***** Supplied entries

fn places_to_eat() -> Vec<Place> {
    vec![
        Place {
            tip: Some("Book the weekend brunch ahead of time."),
            ..place(
                "Adele's",
                "Elevated Southern comfort food with farm-to-table ingredients. Famous for their weekend brunch buffet and handcrafted cocktails.",
                "/images/places/adeles.webp",
                "Adele's restaurant",
                "Adeles Nashville 1210 McGavock St",
                3,
                "https://www.adelesnashville.com",
                &[Gulch, Upscale, Southern, Breakfast, Parking, ReservationRequired],
            )
        },
        place(
            "Assembly Food Hall",
            "Massive food hall in downtown with 30+ vendors. Something for everyone - from Nashville hot chicken to sushi to tacos!",
            "/images/places/assembly_food_hall.webp",
            "Assembly Food Hall at Fifth + Broadway",
            "Assembly Food Hall Nashville",
            2,
            "https://www.assemblyfoodhall.com",
            &[Downtown, MultipleOptions, Casual, TouristFavorite],
        ),
        place(
            "Bastion",
            "Intimate 24-seat restaurant with a creative tasting menu. The cocktail bar next door is also excellent.",
            "/images/places/bastion.webp",
            "Bastion restaurant",
            "Bastion Nashville",
            4,
            "https://www.bastionnashville.com",
            &[WedgewoodHouston, Upscale, American, Drinks, MichelinStar, ReservationRequired],
        ),
        place(
            "Butchertown Hall",
            "Texas-style BBQ meets Nashville. Smoked meats, great sides, and an excellent beer selection.",
            "/images/places/butchertown_hall.webp",
            "Butchertown Hall BBQ",
            "Butchertown Hall Nashville",
            3,
            "https://www.butchertownhall.com",
            &[Germantown, Upscale, Bbq, ReservationRequired],
        ),
        place(
            "Condado Tacos",
            "Build-your-own tacos with creative toppings. The Capitol View location has great outdoor seating!",
            "/images/places/condado.webp",
            "Condado Tacos",
            "Condado Tacos, 501 12th Ave S, Nashville, TN 37203",
            2,
            "https://locations.condadotacos.com/tn/418-11th-ave-n.",
            &[CapitolView, Casual, TexMex, Parking],
        ),
        place(
            "Cookout",
            "Late-night fast food heaven! Cheap, delicious, and open late. The milkshakes are legendary.",
            "/images/places/cookout.webp",
            "Cookout restaurant",
            "Cookout Nashville",
            1,
            "https://cookout.com",
            &[FastFood, LateNight, Parking, MultipleLocations],
        ),
        place(
            "Emmy Squared",
            "Detroit-style pizza with crispy, cheesy edges. The Colony is a fan favorite!",
            "/images/places/emmy_squared.webp",
            "Emmy Squared pizza",
            "Emmy Squared Nashville",
            2,
            "https://www.emmysquaredpizza.com/location/germantown-nashville-tn/",
            &[Germantown, Gulch, GreenHills, Casual, Pizza, MultipleLocations],
        ),
        place(
            "Fishmonger",
            "Fresh seafood and raw bar with a focus on quality. Great oysters and creative seafood dishes!",
            "/images/places/fishmonger.webp",
            "Fishmonger restaurant",
            "Fishmonger Nashville",
            3,
            "https://fishmongergroup.com",
            &[Germantown, Casual, Seafood],
        ),
        place(
            "Greenhouse Bar",
            "Rooftop bar with stunning views of the Nashville skyline. Great cocktails and a relaxed vibe.",
            "/images/places/greenhouse.webp",
            "Greenhouse Bar rooftop",
            "Greenhouse Bar Nashville",
            2,
            "https://www.greenhousenash.com/",
            &[GreenHills, Drinks, Casual],
        ),
        Place {
            tip: Some("'Shut the Cluck Up' is NOT for beginners!"),
            ..place(
                "Hattie B's Hot Chicken",
                "Nashville hot chicken at its finest.",
                "/images/places/hattie_bs.webp",
                "Hattie B's hot chicken plate",
                "Hattie Bs Hot Chicken Nashville",
                1,
                "https://hattieb.com",
                &[Midtown, Casual, American, HotChicken, TouristFavorite, Parking, MultipleLocations],
            )
        },
        place(
            "Hawkers Asian Street Food",
            "Pan-Asian street food with bold flavors. Great for sharing - order a bunch of small plates!",
            "/images/places/hawkers.webp",
            "Hawkers Asian Street Food",
            "Hawkers Asian Street Food Nashville",
            2,
            "https://www.eathawkers.com",
            &[EastNashville, Casual, Asian, Parking],
        ),
        place(
            "Little Hats Market",
            "Classic Italian deli with amazing sandwiches. The pastrami is a must-try!",
            "/images/places/little_hats.webp",
            "Little Hats Deli",
            "Little Hats Deli Nashville",
            2,
            "https://www.littlehatsmarket.com",
            &[Germantown, Casual, Italian, Parking],
        ),
        place(
            "Locust",
            "Farm-to-table fine dining in East Nashville. Beautiful space with a seasonal menu that changes frequently.",
            "/images/places/locust.webp",
            "Locust restaurant",
            "Locust Nashville",
            4,
            "https://www.locustnashville.com",
            &[EastNashville, Upscale, American, MichelinStar, ReservationRequired],
        ),
        place(
            "Oku",
            "Modern Japanese restaurant with a beautiful sushi bar. The omakase is a special treat!",
            "/images/places/oku.webp",
            "Oku Japanese restaurant",
            "Oku Nashville",
            3,
            "https://www.o-kusushi.com/location/o-ku-nashville/",
            &[Germantown, Upscale, Sushi, Parking, ReservationRequired],
        ),
        place(
            "Ole Smoky Distillery",
            "Tennessee moonshine distillery on Broadway. Free tastings and live music - a fun stop on a Broadway crawl!",
            "/images/places/ole_smoky.webp",
            "Ole Smoky Distillery on Broadway",
            "Ole Smoky Distillery Nashville",
            1,
            "https://olesmoky.com/pages/nashville",
            &[Downtown, Drinks, Music, MultipleOptions, TouristFavorite, Casual],
        ),
        place(
            "Pizza Perfect",
            "New York-style pizza by the slice. Perfect for a quick, satisfying meal.",
            "/images/places/pizza_perfect.webp",
            "Pizza Perfect",
            "Pizza Perfect Nashville",
            1,
            "https://www.pizzaperfectonline.com",
            &[Midtown, Casual, Pizza, LateNight],
        ),
        place(
            "The Catbird Seat",
            "Nashville's premier tasting menu experience. Intimate 22-seat counter surrounding the open kitchen.",
            "/images/places/catbird_seat.webp",
            "The Catbird Seat plated dish",
            "The Catbird Seat Nashville",
            4,
            "https://www.thecatbirdseatrestaurant.com",
            &[Gulch, Upscale, American, MichelinStar, ReservationRequired],
        ),
    ]
}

**********

Task goal >> The word is "TouristFavorite". Copy every line above where it appears.

Result below >>
            &[Downtown, MultipleOptions, Casual, TouristFavorite],
                &[Midtown, Casual, American, HotChicken, TouristFavorite, Parking, MultipleLocations],
            &[Downtown, Drinks, Music, MultipleOptions, TouristFavorite, Casual],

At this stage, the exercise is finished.